Tout d'abord, on se laisse porter. Ensuite, on croit comprendre l'apparente vérité de l'histoire. Puis on profite des mélopées carrément bien adaptées aux scènes pour se rattacher à quelque-chose de palpable, qui flotte dans l'air et à quoi on peut se raccrocher pour faire glisser les mots sur la page blanche après les avoir confusément amoncelés dans la boîte crânienne. Et au creux du film comme de la vague qui nous fait chanceler, on perd pied. Autant dans l'intérêt que dans le scénario. C'est qu'on a donc perdu le fil pour tisser cette longue et fuligineuse pelotte de laine. Alors on se laisse aller aux songes les plus intellos, comme entendre une quelconque émission sortie de France Culture. « Le plus troublant c'est la sensualité dont font preuve ces femmes ; l'une brune, l'autre blonde... qui petit à petit mettent à nu leurs personnalités outrageusement féminines pour finir par se dévêtir totalement, et faire corps avec l'esprit ; si je puis dire... ». Et puis on s'endort... Pour reprendre plus tard et adopter momentanément le vrai pays des songes : le seul à rivaliser avec les pires atrocités faites au sens par le sieur Lynch.

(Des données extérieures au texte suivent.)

//! Provisioning request
//!
//! A request is built once per invocation from the config file and CLI flags
//! (see [`crate::config`]) and is never persisted.

use super::{AddressKind, Role, Roles};
use crate::error::{ProvisionError, Result};
use serde::{Deserialize, Serialize};
use std::collections::BTreeMap;
use std::path::PathBuf;

/// Name of the plan file written into the working directory
pub const PLAN_FILE: &str = "provision-plan.json";

/// Supported cloud providers
#[derive(Debug, Clone, Copy, PartialEq, Eq, Hash, Serialize, Deserialize)]
#[serde(rename_all = "lowercase")]
pub enum Provider {
    Aws,
    Gce,
    #[serde(rename = "openstack")]
    OpenStack,
}

impl std::fmt::Display for Provider {
    fn fmt(&self, f: &mut std::fmt::Formatter<'_>) -> std::fmt::Result {
        match self {
            Provider::Aws => write!(f, "aws"),
            Provider::Gce => write!(f, "gce"),
            Provider::OpenStack => write!(f, "openstack"),
        }
    }
}

/// AWS specific options
#[derive(Debug, Clone, Default, PartialEq, Serialize, Deserialize)]
pub struct AwsOptions {
    pub access_key: Option<String>,
    pub secret_key: Option<String>,
    pub region: Option<String>,
    pub key_name: Option<String>,
    pub ami: Option<String>,
    pub security_group_id: Option<String>,
    pub security_group_name: Option<String>,
    pub vpc_subnet_id: Option<String>,
    pub assign_public_ip: Option<bool>,
}

/// GCE specific options
#[derive(Debug, Clone, Default, PartialEq, Serialize, Deserialize)]
pub struct GceOptions {
    pub image: Option<String>,
    pub zone: Option<String>,
    pub service_account_email: Option<String>,
    pub pem_file: Option<PathBuf>,
    pub credentials_file: Option<PathBuf>,
    pub project_id: Option<String>,
    pub network: Option<String>,
    pub subnetwork: Option<String>,
}

/// OpenStack specific options
#[derive(Debug, Clone, Default, PartialEq, Serialize, Deserialize)]
pub struct OpenStackOptions {
    pub auth_url: Option<String>,
    pub username: Option<String>,
    pub password: Option<String>,
    pub project_name: Option<String>,
    pub domain_name: Option<String>,
    pub region_name: Option<String>,
    pub network: Option<String>,
    pub network_id: Option<String>,
    pub kube_network: Option<String>,
    pub image: Option<String>,
    pub sshkey: Option<String>,
    pub floating_ip: bool,
    pub floating_network: Option<String>,
    pub availability_zones: Vec<String>,
    pub userdata: Option<String>,
}

/// Provider-specific section of a request
#[derive(Debug, Clone, PartialEq, Serialize, Deserialize)]
#[serde(tag = "provider", rename_all = "lowercase")]
pub enum ProviderOptions {
    Aws(AwsOptions),
    Gce(GceOptions),
    #[serde(rename = "openstack")]
    OpenStack(OpenStackOptions),
}

impl ProviderOptions {
    pub fn provider(&self) -> Provider {
        match self {
            ProviderOptions::Aws(_) => Provider::Aws,
            ProviderOptions::Gce(_) => Provider::Gce,
            ProviderOptions::OpenStack(_) => Provider::OpenStack,
        }
    }
}

/// A declarative provisioning request
#[derive(Debug, Clone, PartialEq)]
pub struct ProvisionRequest {
    pub provider: ProviderOptions,
    pub roles: Roles,
    pub cluster_name: Option<String>,
    pub add_node: bool,
    pub assume_yes: bool,
    pub use_private_ip: bool,
    /// Raw `key=value` tags, parsed by the plan builder
    pub tags: Vec<String>,
    /// Place masters in the `etcd` group as well
    pub etcd_on_masters: bool,
    /// Directory receiving the plan and raw instance record files
    pub work_dir: PathBuf,
    pub inventory_path: PathBuf,
    /// Dictionary used to generate cluster names
    pub words_file: Option<PathBuf>,
    /// Top-level keys patched into `inventory/group_vars/<name>.yml`
    pub custom_group_vars: BTreeMap<String, BTreeMap<String, serde_yaml::Value>>,
}

impl ProvisionRequest {
    /// Request with no instances, rooted at `work_dir`
    pub fn new(provider: ProviderOptions, work_dir: impl Into<PathBuf>) -> Self {
        let work_dir = work_dir.into();
        Self {
            provider,
            roles: Roles::default(),
            cluster_name: None,
            add_node: false,
            assume_yes: false,
            use_private_ip: false,
            tags: Vec::new(),
            etcd_on_masters: true,
            inventory_path: work_dir.join("inventory").join("inventory.cfg"),
            work_dir,
            words_file: None,
            custom_group_vars: BTreeMap::new(),
        }
    }

    pub fn provider_kind(&self) -> Provider {
        self.provider.provider()
    }

    pub fn with_count(mut self, role: Role, count: u32) -> Self {
        self.roles[role].count = count;
        self
    }

    /// Check the request invariants
    pub fn validate(&self) -> Result<()> {
        if !self.add_node && self.roles.total_count() == 0 {
            return Err(ProvisionError::config(
                "at least one of masters_count, nodes_count or etcds_count must be greater than 0",
            ));
        }
        Ok(())
    }

    pub fn total_count(&self) -> u32 {
        self.roles.total_count()
    }

    /// Address used for reachability checks and `ansible_ssh_host`
    pub fn address_kind(&self) -> AddressKind {
        AddressKind::from_use_private_ip(self.use_private_ip)
    }

    /// Destination of the raw instance records for `role`
    pub fn records_path(&self, role: Role) -> PathBuf {
        self.work_dir.join(role.records_file_name())
    }

    pub fn plan_path(&self) -> PathBuf {
        self.work_dir.join(PLAN_FILE)
    }

    pub fn group_vars_dir(&self) -> PathBuf {
        self.work_dir.join("inventory").join("group_vars")
    }
}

A ce titre, Inland Empire me fait encore frémir... Et enfin, en bout de piste, comme pour se la jouer adepte chevronné de la toile, on y voit du Hitchcock : Fenêtre sur Cour, Psychose, entre autres... Mais aussi Fight Club, quand la part du cinéphile refoulée revient à la charge pour susurrer honteusement à l'oreille que la schizophrénie fait aussi partie intégrante du twist final...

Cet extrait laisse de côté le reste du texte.